*Your goal*
Run through the records and, wherever a line holds the word "enum", return that line.

# # #

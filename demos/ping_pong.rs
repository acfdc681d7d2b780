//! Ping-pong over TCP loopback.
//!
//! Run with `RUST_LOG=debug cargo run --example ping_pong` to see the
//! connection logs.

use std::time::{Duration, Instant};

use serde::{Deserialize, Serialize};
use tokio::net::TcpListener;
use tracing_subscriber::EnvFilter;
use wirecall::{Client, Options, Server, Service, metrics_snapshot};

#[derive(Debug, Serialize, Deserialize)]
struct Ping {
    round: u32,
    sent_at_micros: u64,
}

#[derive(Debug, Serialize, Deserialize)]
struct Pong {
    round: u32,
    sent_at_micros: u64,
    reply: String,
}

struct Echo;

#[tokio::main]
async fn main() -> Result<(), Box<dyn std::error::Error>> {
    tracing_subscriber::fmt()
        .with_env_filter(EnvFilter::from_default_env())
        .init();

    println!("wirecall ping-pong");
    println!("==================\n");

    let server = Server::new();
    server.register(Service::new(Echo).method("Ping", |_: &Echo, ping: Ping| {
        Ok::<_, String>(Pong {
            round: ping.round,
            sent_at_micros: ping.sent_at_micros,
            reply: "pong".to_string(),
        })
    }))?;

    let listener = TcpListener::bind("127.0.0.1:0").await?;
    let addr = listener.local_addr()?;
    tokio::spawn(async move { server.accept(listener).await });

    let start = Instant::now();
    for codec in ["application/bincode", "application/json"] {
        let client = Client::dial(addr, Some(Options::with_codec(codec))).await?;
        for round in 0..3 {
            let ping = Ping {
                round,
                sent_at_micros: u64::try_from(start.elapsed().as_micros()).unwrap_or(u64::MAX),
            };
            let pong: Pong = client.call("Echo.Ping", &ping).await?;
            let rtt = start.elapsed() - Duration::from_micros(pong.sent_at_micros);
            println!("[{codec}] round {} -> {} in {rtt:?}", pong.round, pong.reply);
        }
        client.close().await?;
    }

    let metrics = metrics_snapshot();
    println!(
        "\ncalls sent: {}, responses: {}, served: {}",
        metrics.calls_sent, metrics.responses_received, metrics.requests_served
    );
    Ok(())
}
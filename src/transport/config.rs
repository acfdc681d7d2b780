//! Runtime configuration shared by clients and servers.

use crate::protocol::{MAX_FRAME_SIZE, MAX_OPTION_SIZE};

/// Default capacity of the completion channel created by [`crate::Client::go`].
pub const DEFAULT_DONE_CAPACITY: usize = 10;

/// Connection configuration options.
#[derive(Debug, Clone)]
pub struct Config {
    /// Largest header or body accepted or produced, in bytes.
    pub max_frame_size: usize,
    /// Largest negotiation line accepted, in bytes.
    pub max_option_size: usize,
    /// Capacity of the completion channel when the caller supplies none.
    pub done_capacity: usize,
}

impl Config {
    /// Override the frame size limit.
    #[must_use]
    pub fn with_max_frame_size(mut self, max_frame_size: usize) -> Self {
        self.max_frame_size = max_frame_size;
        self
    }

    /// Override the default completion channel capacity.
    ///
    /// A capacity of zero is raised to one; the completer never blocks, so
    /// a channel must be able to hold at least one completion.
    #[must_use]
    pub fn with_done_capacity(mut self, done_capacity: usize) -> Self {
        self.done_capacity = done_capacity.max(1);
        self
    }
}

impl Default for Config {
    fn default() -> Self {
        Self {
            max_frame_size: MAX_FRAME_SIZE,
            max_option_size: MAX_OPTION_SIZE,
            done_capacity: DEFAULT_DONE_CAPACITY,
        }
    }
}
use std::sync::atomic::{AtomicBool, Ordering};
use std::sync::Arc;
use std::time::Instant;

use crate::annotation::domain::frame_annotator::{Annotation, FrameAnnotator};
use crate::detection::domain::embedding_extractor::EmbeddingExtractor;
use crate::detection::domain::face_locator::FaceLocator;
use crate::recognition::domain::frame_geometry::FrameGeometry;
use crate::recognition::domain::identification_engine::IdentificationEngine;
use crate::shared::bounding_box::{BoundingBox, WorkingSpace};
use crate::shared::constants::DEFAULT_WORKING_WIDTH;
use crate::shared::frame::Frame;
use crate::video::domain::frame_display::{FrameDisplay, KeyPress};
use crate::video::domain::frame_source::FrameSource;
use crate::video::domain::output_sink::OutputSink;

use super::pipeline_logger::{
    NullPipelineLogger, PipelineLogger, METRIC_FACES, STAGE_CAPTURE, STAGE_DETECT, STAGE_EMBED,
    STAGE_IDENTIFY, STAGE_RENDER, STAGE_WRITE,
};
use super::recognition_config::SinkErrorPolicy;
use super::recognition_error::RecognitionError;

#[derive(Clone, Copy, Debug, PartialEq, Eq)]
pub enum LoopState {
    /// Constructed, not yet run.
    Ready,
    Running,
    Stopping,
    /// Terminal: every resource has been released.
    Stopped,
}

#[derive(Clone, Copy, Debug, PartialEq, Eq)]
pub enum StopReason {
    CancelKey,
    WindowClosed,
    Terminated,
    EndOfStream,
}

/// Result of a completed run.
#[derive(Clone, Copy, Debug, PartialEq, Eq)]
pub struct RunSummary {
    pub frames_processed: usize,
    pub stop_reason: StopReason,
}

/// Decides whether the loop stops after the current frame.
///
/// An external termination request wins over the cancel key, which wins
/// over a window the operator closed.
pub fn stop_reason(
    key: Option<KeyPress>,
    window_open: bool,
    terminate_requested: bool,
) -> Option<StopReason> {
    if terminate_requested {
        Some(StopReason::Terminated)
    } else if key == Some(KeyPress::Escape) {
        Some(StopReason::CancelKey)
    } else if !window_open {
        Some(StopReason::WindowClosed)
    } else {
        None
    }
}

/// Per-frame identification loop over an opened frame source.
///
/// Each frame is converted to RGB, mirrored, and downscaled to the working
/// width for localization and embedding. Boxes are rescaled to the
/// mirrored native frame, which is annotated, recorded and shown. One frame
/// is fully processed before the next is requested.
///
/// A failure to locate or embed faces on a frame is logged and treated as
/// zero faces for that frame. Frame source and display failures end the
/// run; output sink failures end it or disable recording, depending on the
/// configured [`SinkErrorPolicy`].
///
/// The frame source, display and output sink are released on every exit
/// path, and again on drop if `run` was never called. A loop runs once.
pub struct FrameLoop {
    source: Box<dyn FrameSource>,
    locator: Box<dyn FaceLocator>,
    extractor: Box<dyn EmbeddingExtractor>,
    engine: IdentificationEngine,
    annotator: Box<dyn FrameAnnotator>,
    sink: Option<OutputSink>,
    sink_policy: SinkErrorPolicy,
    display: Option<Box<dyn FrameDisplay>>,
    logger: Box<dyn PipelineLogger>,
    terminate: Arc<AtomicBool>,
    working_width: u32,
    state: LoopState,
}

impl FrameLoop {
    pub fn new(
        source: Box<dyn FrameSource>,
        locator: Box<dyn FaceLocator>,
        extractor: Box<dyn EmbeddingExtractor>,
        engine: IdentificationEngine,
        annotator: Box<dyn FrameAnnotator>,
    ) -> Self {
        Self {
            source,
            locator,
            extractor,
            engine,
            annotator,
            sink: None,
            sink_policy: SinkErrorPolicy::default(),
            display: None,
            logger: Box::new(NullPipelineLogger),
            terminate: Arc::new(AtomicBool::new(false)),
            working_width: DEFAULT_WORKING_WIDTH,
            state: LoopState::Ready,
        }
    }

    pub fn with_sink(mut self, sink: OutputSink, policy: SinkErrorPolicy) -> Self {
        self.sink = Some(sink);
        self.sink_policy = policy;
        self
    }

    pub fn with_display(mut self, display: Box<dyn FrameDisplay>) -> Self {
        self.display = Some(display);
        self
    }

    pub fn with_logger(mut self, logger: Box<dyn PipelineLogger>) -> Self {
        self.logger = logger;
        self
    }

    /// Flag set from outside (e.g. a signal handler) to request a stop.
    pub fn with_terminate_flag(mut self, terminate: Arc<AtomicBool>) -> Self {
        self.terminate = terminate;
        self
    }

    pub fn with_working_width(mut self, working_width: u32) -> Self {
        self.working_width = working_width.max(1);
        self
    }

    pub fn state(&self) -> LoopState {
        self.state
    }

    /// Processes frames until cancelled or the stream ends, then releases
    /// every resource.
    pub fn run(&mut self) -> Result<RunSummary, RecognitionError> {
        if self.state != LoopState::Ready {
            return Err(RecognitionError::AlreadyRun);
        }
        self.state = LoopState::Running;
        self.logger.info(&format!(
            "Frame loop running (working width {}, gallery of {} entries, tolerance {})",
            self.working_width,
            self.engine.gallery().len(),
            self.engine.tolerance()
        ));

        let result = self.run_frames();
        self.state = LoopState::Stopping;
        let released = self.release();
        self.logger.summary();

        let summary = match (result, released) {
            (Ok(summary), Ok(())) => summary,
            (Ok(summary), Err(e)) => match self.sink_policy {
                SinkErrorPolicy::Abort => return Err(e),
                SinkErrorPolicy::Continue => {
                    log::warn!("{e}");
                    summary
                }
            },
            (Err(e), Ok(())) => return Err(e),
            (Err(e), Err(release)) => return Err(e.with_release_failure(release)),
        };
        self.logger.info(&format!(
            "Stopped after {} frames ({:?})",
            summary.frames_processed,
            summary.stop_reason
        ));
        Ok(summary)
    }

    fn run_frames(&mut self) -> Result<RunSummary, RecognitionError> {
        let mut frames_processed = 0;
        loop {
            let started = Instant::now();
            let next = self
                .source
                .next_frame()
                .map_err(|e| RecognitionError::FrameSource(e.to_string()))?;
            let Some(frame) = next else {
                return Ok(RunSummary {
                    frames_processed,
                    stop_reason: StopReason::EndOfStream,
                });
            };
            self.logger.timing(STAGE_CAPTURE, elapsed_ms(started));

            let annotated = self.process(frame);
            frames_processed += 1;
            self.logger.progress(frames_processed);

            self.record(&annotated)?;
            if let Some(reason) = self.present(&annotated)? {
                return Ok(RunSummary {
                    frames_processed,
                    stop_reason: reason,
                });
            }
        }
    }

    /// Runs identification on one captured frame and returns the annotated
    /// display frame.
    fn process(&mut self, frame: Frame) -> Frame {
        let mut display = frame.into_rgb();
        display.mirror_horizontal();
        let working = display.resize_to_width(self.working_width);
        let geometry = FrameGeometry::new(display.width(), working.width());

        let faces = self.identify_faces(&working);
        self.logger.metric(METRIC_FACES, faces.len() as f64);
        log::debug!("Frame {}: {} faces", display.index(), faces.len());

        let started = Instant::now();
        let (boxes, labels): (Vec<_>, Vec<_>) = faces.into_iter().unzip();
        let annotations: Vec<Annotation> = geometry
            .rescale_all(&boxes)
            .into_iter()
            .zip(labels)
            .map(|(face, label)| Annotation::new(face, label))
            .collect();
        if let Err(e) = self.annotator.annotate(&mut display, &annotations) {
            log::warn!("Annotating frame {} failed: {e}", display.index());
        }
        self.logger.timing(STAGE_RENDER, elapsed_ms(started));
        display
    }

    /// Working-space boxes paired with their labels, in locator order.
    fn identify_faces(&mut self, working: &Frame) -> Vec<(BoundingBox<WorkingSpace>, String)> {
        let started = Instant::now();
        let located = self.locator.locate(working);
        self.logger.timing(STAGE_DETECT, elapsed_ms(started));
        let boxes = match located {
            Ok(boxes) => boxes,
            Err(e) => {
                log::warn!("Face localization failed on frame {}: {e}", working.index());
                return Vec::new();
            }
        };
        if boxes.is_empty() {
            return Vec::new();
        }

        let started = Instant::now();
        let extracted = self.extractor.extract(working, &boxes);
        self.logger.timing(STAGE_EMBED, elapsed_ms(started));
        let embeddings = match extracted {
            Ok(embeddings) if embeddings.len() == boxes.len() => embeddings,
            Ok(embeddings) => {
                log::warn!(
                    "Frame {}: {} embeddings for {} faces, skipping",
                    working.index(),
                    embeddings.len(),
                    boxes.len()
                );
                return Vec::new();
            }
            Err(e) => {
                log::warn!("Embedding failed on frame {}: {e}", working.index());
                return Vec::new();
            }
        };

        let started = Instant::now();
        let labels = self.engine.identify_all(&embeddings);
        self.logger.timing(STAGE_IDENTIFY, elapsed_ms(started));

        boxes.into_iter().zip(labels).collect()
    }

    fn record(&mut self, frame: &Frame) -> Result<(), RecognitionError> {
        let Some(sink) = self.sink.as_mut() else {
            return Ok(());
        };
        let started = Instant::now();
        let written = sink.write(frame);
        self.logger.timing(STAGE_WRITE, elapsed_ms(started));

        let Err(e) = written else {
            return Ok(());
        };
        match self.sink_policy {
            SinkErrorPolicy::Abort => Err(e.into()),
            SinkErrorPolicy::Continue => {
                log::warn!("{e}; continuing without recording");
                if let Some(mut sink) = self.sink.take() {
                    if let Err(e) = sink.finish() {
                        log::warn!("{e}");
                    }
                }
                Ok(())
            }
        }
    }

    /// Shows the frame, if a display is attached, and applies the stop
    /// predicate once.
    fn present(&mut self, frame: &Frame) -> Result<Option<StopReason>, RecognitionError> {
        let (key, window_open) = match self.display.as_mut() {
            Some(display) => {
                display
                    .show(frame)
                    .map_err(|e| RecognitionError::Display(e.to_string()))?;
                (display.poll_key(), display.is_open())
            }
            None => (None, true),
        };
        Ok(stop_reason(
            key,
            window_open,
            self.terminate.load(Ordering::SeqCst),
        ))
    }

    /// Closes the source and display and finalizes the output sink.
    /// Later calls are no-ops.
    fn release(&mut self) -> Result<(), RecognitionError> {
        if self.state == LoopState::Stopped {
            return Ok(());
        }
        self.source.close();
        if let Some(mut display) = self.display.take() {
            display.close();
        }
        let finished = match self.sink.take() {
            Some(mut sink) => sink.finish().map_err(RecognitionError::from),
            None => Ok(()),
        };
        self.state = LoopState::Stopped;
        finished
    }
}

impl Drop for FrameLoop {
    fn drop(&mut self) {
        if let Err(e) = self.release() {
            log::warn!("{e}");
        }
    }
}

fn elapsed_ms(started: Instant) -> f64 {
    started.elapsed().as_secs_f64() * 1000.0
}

# # #

*Reply to the task*
pub enum LoopState {
pub enum StopReason {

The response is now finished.